NG Topo! provides 7.5′ (1:24,000) USGS topo quads for the entire state (plus 1:100,000 and 1:500,000 for continental US states; AK and HI are different). These are the graphic equivalent of paper maps I would recommend for cross-country travel, since they show surface features as well as contours. It’s easy to trace out routes for a quick elevation review or to print on a map, it’s easy to load routes and waypoints to and from my Garmin (serial) GPSr, and it’s especially easy to print the maps I want, at the scale I want, without stitching together TIFF files or screen snapshots. It also allows me to easily save sketched trails, notes, and other stuff for reference on future trips. I’ve found that NG’s topo maps are often more recent than the topo maps on the free sites (15 years newer in some cases). Whether it’s worth $75/state depends on what your time and effort is worth, I guess. I use free USGS quads too, but mostly for states I don’t have in NG Topo!. Here’s a map I made with NG Topo! (the numbered patches are live links to my map annotations).
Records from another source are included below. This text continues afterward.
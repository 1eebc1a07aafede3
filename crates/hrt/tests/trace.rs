//! Trace records emitted by the scheduler.

use std::sync::mpsc;
use std::sync::{Arc, Mutex};
use std::thread;
use std::time::{Duration, Instant};

use hrt::{HostAlarm, TimerArgs, TimerService, TraceHook};
use hrt_trace::records::{alarm, timer};
use hrt_trace::{MemoryBackend, TraceConfig, Tracer};

#[test]
fn lifecycle_is_traced() {
    let backend = MemoryBackend::new();
    let tracer = Tracer::new(TraceConfig::default(), backend.clone()).into_handle();
    let service = TimerService::builder()
        .driver(Arc::new(HostAlarm::manual()))
        .with_trace_hook(tracer.hook())
        .start()
        .unwrap();
    let timers = service.timers();
    let (tx, rx) = mpsc::channel();

    let handle = timers
        .create(TimerArgs::with_callback(move |_| tx.send(()).unwrap()))
        .unwrap();
    timers.start_once(handle, 100).unwrap();
    timers.advance(100);
    rx.recv_timeout(Duration::from_secs(2)).unwrap();
    assert!(timers.stop(handle).is_err());
    timers.delete(handle).unwrap();

    let kinds: Vec<u8> = backend.frames(true).unwrap().iter().map(|f| f.record_type).collect();
    let position = |kind: u8| kinds.iter().position(|k| *k == kind).unwrap();

    assert!(position(timer::CREATE) < position(timer::ARM));
    assert!(position(timer::ARM) < position(timer::FIRE));
    assert!(position(timer::FIRE) < position(timer::DISARM_ATTEMPT));
    assert!(position(timer::DISARM_ATTEMPT) < position(timer::DELETE));
    assert!(kinds.contains(&alarm::SET));
    assert!(kinds.contains(&alarm::DISABLE));

    let arm = backend
        .frames(true)
        .unwrap()
        .into_iter()
        .find(|f| f.record_type == timer::ARM)
        .unwrap();
    // handle, deadline, period
    assert_eq!(arm.payload.len(), 8 + 8 + 8);
    assert_eq!(arm.timer_handle(), Some((handle.index(), handle.generation())));
    assert_eq!(arm.u64_at(8), Some(100));
    assert_eq!(arm.u64_at(16), Some(0));
    assert!(arm.timestamp_us.is_some());
}

#[test]
fn slow_hook_does_not_hold_the_scheduler_lock() {
    let (entered_tx, entered_rx) = mpsc::channel();
    let entered_tx = Mutex::new(entered_tx);
    let hook: TraceHook = Arc::new(move |record_type, _payload| {
        if record_type == timer::ARM {
            let _ = entered_tx.lock().unwrap().send(());
            thread::sleep(Duration::from_millis(200));
        }
        Ok(())
    });
    let service = TimerService::builder()
        .driver(Arc::new(HostAlarm::manual()))
        .with_trace_hook(hook)
        .start()
        .unwrap();
    let timers = service.timers().clone();
    let handle = timers.create(TimerArgs::with_callback(|_| {})).unwrap();

    let starter = {
        let timers = timers.clone();
        thread::spawn(move || timers.start_once(handle, 1_000))
    };
    entered_rx.recv_timeout(Duration::from_secs(2)).unwrap();

    let began = Instant::now();
    assert!(timers.is_active(handle));
    assert_eq!(timers.get_next_alarm(), Some(1_000));
    assert!(began.elapsed() < Duration::from_millis(100));

    starter.join().unwrap().unwrap();
    timers.stop(handle).unwrap();
    timers.delete(handle).unwrap();
}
http://www.lava.net/~dfrick/misc/HonoluluMaukaTOPO.pdf
Here is the same area in Garmin MapSource. These are the highest resolution contours available in MapSource.
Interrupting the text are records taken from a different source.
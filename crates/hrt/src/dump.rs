//! Human-readable timer listing.

use core::fmt::{self, Write};

use crate::timer::TimerInfo;
use crate::timers::Timers;

impl Timers {
    /// Writes every live timer as a table, armed timers first in firing
    /// order. The snapshot is taken under the lock; formatting happens
    /// outside it.
    pub fn dump<W: Write>(&self, out: &mut W) -> fmt::Result {
        write_table(out, &self.snapshot())
    }

    pub fn dump_to_string(&self) -> String {
        let mut out = String::new();
        // Writing into a String cannot fail.
        let _ = self.dump(&mut out);
        out
    }
}

/// Formats `timers` the way [`Timers::dump`] does.
pub fn write_table<W: Write>(out: &mut W, timers: &[TimerInfo]) -> fmt::Result {
    writeln!(
        out,
        "{:<20} {:>12} {:>14} {:>8} {:>10} {:>10} {:>10} {:>12}",
        "name", "period", "alarm", "dispatch", "armed", "triggered", "skipped", "cb time"
    )?;

    for info in timers {
        let name = if info.name.is_empty() { "-" } else { info.name.as_str() };
        let alarm = match info.next_alarm_us {
            Some(deadline) => deadline.to_string(),
            None => "-".to_string(),
        };
        writeln!(
            out,
            "{:<20} {:>12} {:>14} {:>8} {:>10} {:>10} {:>10} {:>12}",
            name,
            info.period_us,
            alarm,
            info.dispatch.to_string(),
            info.stats.times_armed,
            info.stats.times_triggered,
            info.stats.times_skipped,
            info.stats.callback_run_time_us,
        )?;
    }
    Ok(())
}

#[cfg(test)]
mod tests {
    use super::*;
    use crate::registry::TimerHandle;
    use crate::timer::{DispatchMethod, TimerStats};

    fn info(index: u32, name: &str, alarm: Option<u64>) -> TimerInfo {
        TimerInfo {
            handle: TimerHandle::from_raw(index, 0),
            name: name.to_string(),
            dispatch: DispatchMethod::Isr,
            period_us: 0,
            next_alarm_us: alarm,
            skip_unhandled_events: false,
            stats: TimerStats {
                times_armed: 1,
                ..TimerStats::default()
            },
        }
    }

    #[test]
    fn table_has_header_and_one_row_per_timer() {
        let mut out = String::new();
        write_table(&mut out, &[info(0, "blink", Some(1_000)), info(1, "", None)]).unwrap();

        let lines: Vec<_> = out.lines().collect();
        assert_eq!(lines.len(), 3);
        assert!(lines[0].starts_with("name"));
        assert!(lines[1].starts_with("blink"));
        assert!(lines[1].contains("1000"));
        assert!(lines[1].contains("isr"));
        assert!(lines[2].starts_with('-'));
    }
}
http://www.lava.net/~dfrick/misc/HonoluluMaukaMS.pdf
There are no UTM collars on MapSource’s printed maps; it’s just what you see on the screen. You can poke in waypoints and routes in MapSource, but I use NG Topo! for that. The sole advantage of MapSource is that you can load these contours (not just waypoints and routes) into a Garmin GPSr; the GPSr’s built-in database only has roads and other objects. No other product can load contour data into a Garmin GPSr. These contours on a tiny GPSr screen aren’t really useful for cross-country navigation, but they certainly help when you’re trying to get a quick orientation or are sketching a route from a trail book. I hope this helps you in your decision.
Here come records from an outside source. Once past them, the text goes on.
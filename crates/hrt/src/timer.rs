//! Timer records and the types used to describe them.

use core::fmt;

use crate::queue::QueueKey;
use crate::registry::TimerHandle;
use crate::timers::Timers;

/// Where a timer callback executes.
#[cfg_attr(feature = "serde", derive(serde::Serialize))]
#[derive(Debug, Default, Clone, Copy, PartialEq, Eq, Hash)]
pub enum DispatchMethod {
    /// Dedicated worker thread; callbacks may block and run one at a time.
    #[default]
    Task,
    /// Interrupt thread; callbacks must be short and must not block.
    Isr,
}

impl DispatchMethod {
    pub(crate) const ALL: [DispatchMethod; 2] = [DispatchMethod::Task, DispatchMethod::Isr];

    pub(crate) const fn index(self) -> usize {
        match self {
            Self::Task => 0,
            Self::Isr => 1,
        }
    }

    pub(crate) const fn as_u8(self) -> u8 {
        self.index() as u8
    }
}

impl fmt::Display for DispatchMethod {
    fn fmt(&self, f: &mut fmt::Formatter<'_>) -> fmt::Result {
        match self {
            Self::Task => f.write_str("task"),
            Self::Isr => f.write_str("isr"),
        }
    }
}

/// Callback type. State the callback needs is captured by the closure.
pub type TimerCallback = Box<dyn FnMut(&TimerContext<'_>) + Send + 'static>;

/// Passed to every callback invocation.
pub struct TimerContext<'a> {
    timers: &'a Timers,
    handle: TimerHandle,
    deadline: u64,
}

impl<'a> TimerContext<'a> {
    pub(crate) fn new(timers: &'a Timers, handle: TimerHandle, deadline: u64) -> Self {
        Self {
            timers,
            handle,
            deadline,
        }
    }

    /// Service the timer belongs to.
    pub fn timers(&self) -> &'a Timers {
        self.timers
    }

    pub fn handle(&self) -> TimerHandle {
        self.handle
    }

    /// Scheduled time of this invocation. For periodic timers this is always
    /// `start + k * period`, independent of dispatch latency.
    pub fn deadline(&self) -> u64 {
        self.deadline
    }

    pub fn now(&self) -> u64 {
        self.timers.now()
    }
}

/// Arguments for [`Timers::create`].
#[derive(Default)]
pub struct TimerArgs {
    pub(crate) callback: Option<TimerCallback>,
    pub(crate) name: Option<String>,
    pub(crate) dispatch: DispatchMethod,
    pub(crate) skip_unhandled_events: bool,
}

impl TimerArgs {
    pub fn new() -> Self {
        Self::default()
    }

    pub fn with_callback<F>(callback: F) -> Self
    where
        F: FnMut(&TimerContext<'_>) + Send + 'static,
    {
        Self::new().callback(callback)
    }

    pub fn callback<F>(mut self, callback: F) -> Self
    where
        F: FnMut(&TimerContext<'_>) + Send + 'static,
    {
        self.callback = Some(Box::new(callback));
        self
    }

    pub fn name(mut self, name: impl Into<String>) -> Self {
        self.name = Some(name.into());
        self
    }

    pub fn dispatch(mut self, method: DispatchMethod) -> Self {
        self.dispatch = method;
        self
    }

    /// Drop periods that elapse while the timer lags instead of replaying
    /// them back-to-back. Such timers also do not count as wake-up sources.
    pub fn skip_unhandled_events(mut self, skip: bool) -> Self {
        self.skip_unhandled_events = skip;
        self
    }
}

impl fmt::Debug for TimerArgs {
    fn fmt(&self, f: &mut fmt::Formatter<'_>) -> fmt::Result {
        f.debug_struct("TimerArgs")
            .field("callback", &self.callback.is_some())
            .field("name", &self.name)
            .field("dispatch", &self.dispatch)
            .field("skip_unhandled_events", &self.skip_unhandled_events)
            .finish()
    }
}

/// Per-timer counters reported by dumps.
#[cfg_attr(feature = "serde", derive(serde::Serialize))]
#[derive(Debug, Default, Clone, Copy, PartialEq, Eq)]
pub struct TimerStats {
    pub times_armed: u64,
    pub times_triggered: u64,
    pub times_skipped: u64,
    pub callback_run_time_us: u64,
}

/// Point-in-time description of one timer.
#[cfg_attr(feature = "serde", derive(serde::Serialize))]
#[derive(Debug, Clone, PartialEq, Eq)]
pub struct TimerInfo {
    pub handle: TimerHandle,
    pub name: String,
    pub dispatch: DispatchMethod,
    /// Zero for one-shot timers.
    pub period_us: u64,
    /// Next deadline, `None` while the timer is idle.
    pub next_alarm_us: Option<u64>,
    pub skip_unhandled_events: bool,
    pub stats: TimerStats,
}

pub(crate) struct TimerRecord {
    pub(crate) name: String,
    pub(crate) dispatch: DispatchMethod,
    pub(crate) skip_unhandled_events: bool,
    pub(crate) period: u64,
    pub(crate) deadline: u64,
    pub(crate) key: Option<QueueKey>,
    /// Taken out while the callback runs.
    pub(crate) callback: Option<TimerCallback>,
    pub(crate) in_flight: bool,
    pub(crate) delete_pending: bool,
    pub(crate) stats: TimerStats,
}

impl TimerRecord {
    pub(crate) fn new(name: String, dispatch: DispatchMethod, skip: bool, callback: TimerCallback) -> Self {
        Self {
            name,
            dispatch,
            skip_unhandled_events: skip,
            period: 0,
            deadline: 0,
            key: None,
            callback: Some(callback),
            in_flight: false,
            delete_pending: false,
            stats: TimerStats::default(),
        }
    }

    pub(crate) fn is_active(&self) -> bool {
        self.key.is_some()
    }

    pub(crate) fn info(&self, handle: TimerHandle) -> TimerInfo {
        TimerInfo {
            handle,
            name: self.name.clone(),
            dispatch: self.dispatch,
            period_us: self.period,
            next_alarm_us: self.key.map(|(deadline, _)| deadline),
            skip_unhandled_events: self.skip_unhandled_events,
            stats: self.stats,
        }
    }
}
>FYI, I had discussed learning good navigation with some well traveled hikers and they all suggested a simple GPS, map, compass, Vector combination.
I agree. I carry a paper map and compass even if I have the contours and routes in my GPSr; I don’t like to rely on anything with a battery. However, when hiking through jungle with no reference points visible, a GPSr makes it much easier to track your position.
There’s another product that looks good, but IMNSHO isn’t: DeLorme Topo USA 5.0. It has maps for the entire US on one DVD. You can plot contours as tight as you like, but that doesn’t avoid the fact that the underlying grid is spaced too far to be useful for cross-country travel. I compared the resolution on some features, and found that the actual resolution was no better than MapSource’s contours. Cliffs look like smooth hills, that sort of problem.